Bottom trawling is a method of fishing in which heavily weighted nets towed by boats or ships are dragged across the seafloor. A primary chain agitates fish that then escape into the attached nets. This is an effective fishing method capable of catching not just target species but many other species of fish that are thrown away as by-catch.
Unfortunately these trawls often destroy the habitats covering the seabeds that they scour. Fragile habitats such as corals, sponges, estuary areas and seagrass beds can be destroyed by the weight and sheer power behind these trawling devices. Some habitats are capable of recovering from bottom trawling, given time; Others are permanently destroyed if trawled frequently because they are never allowed to reinstate themselves.
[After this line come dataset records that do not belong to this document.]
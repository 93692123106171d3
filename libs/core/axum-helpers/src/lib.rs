//! # Axum Helpers
//!
//! Shared building blocks for the HTTP services in this workspace.
//!
//! - **[`auth`]**: HS256 bearer tokens, authentication and admin middleware
//! - **[`server`]**: router assembly, health checks, graceful shutdown
//! - **[`http`]**: CORS and security headers
//! - **[`errors`]**: the JSON error envelope and OpenAPI error responses
//! - **[`extractors`]**: validated JSON body and query extractors
//! - **[`audit`]**: audit events for logins and mutations

pub mod audit;
pub mod auth;
pub mod errors;
pub mod extractors;
pub mod http;
pub mod server;

pub use auth::{JwtAuth, JwtClaims, JwtConfig, jwt_auth_middleware, require_admin};

pub use server::{
    HealthCheckFuture, HealthResponse, ShutdownCoordinator, create_production_app,
    create_router, health_router, run_health_checks, shutdown_signal,
};

pub use http::{create_cors_layer, security_headers};

pub use errors::{AppError, ErrorCode, ErrorResponse};

pub use extractors::{ValidatedJson, ValidatedQuery};

pub use audit::{AuditEvent, AuditOutcome};
//! Application state management.
//!
//! Built once in `main` and handed to the route builders. The MongoDB client
//! is the only store handle; repositories receive it from here.

use axum_helpers::JwtAuth;
use mongodb::{Client, Database};

/// Shared application state.
///
/// Cloning is cheap: the client shares one connection pool and `JwtAuth`
/// holds only the derived keys.
#[derive(Clone)]
pub struct AppState {
    /// Application configuration loaded from environment variables
    pub config: crate::config::Config,
    /// MongoDB client (cloneable, shares underlying connection pool)
    pub mongo_client: Client,
    /// MongoDB database instance
    pub db: Database,
    /// Token issuing and verification
    pub jwt: JwtAuth,
}
use mongodb::{Client, bson::doc, options::ClientOptions};
use std::time::Duration;
use tracing::info;

use super::MongoConfig;
use crate::common::{DatabaseError, DatabaseResult, RetryConfig, retry, retry_with_backoff};

/// Connect using a [`MongoConfig`] and verify the deployment answers a `ping`.
///
/// The returned [`Client`] owns the connection pool. Clone it to share the
/// pool; drop every clone (or call [`Client::shutdown`]) to close it.
pub async fn connect_from_config(config: &MongoConfig) -> DatabaseResult<Client> {
    info!(url = %config.redacted_url(), "Connecting to MongoDB");

    let mut options = ClientOptions::parse(&config.url).await?;
    options.max_pool_size = Some(config.max_pool_size);
    options.min_pool_size = Some(config.min_pool_size);
    options.connect_timeout = Some(Duration::from_secs(config.connect_timeout_secs));
    options.server_selection_timeout =
        Some(Duration::from_secs(config.server_selection_timeout_secs));
    if let Some(ref app_name) = config.app_name {
        options.app_name = Some(app_name.clone());
    }

    let client = Client::with_options(options)?;

    client
        .database("admin")
        .run_command(doc! { "ping": 1 })
        .await
        .map_err(|e| DatabaseError::ConnectionFailed(e.to_string()))?;

    info!("Successfully connected to MongoDB");
    Ok(client)
}

/// Connect to a URL with default pool settings
pub async fn connect(url: &str) -> DatabaseResult<Client> {
    connect_from_config(&MongoConfig::new(url)).await
}

/// [`connect_from_config`] with exponential backoff, for startup races
/// against a database container that is still booting.
pub async fn connect_from_config_with_retry(
    config: &MongoConfig,
    retry_config: Option<RetryConfig>,
) -> DatabaseResult<Client> {
    match retry_config {
        Some(retry_config) => retry_with_backoff(|| connect_from_config(config), retry_config).await,
        None => retry(|| connect_from_config(config)).await,
    }
}

#[cfg(test)]
mod tests {
    use super::*;

    #[tokio::test]
    async fn test_connect_rejects_malformed_url() {
        let result = connect("not-a-mongo-url").await;
        assert!(matches!(result, Err(DatabaseError::Mongo(_))));
    }

    #[tokio::test]
    #[ignore] // Requires actual MongoDB
    async fn test_connect_from_config() {
        let url = std::env::var("MONGODB_URL")
            .unwrap_or_else(|_| "mongodb://localhost:27017".to_string());
        let config = MongoConfig::with_database(url, "test");
        assert!(connect_from_config(&config).await.is_ok());
    }
}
Many of these areas are essential fish habitat and their destruction leaves juvenile fish vulnerable to predation and ultimately may reduce fish populations because juveniles aren't surviving. Also repeated trawling manipulates sediments thus increasing levels of turbidity which blocks light to sea floor vegetation.

A hard bottom community off Georgia coast, USA. Photo courtesy of NOAA.

In the open ocean it is often the seemingly featureless areas such as sandy or muddy seabeds that are trawled and subjected to dredging, filling and severe, repeated trawling. However they are extremely biologically diverse structures that can be irreparably effected by continuous trawling pressure.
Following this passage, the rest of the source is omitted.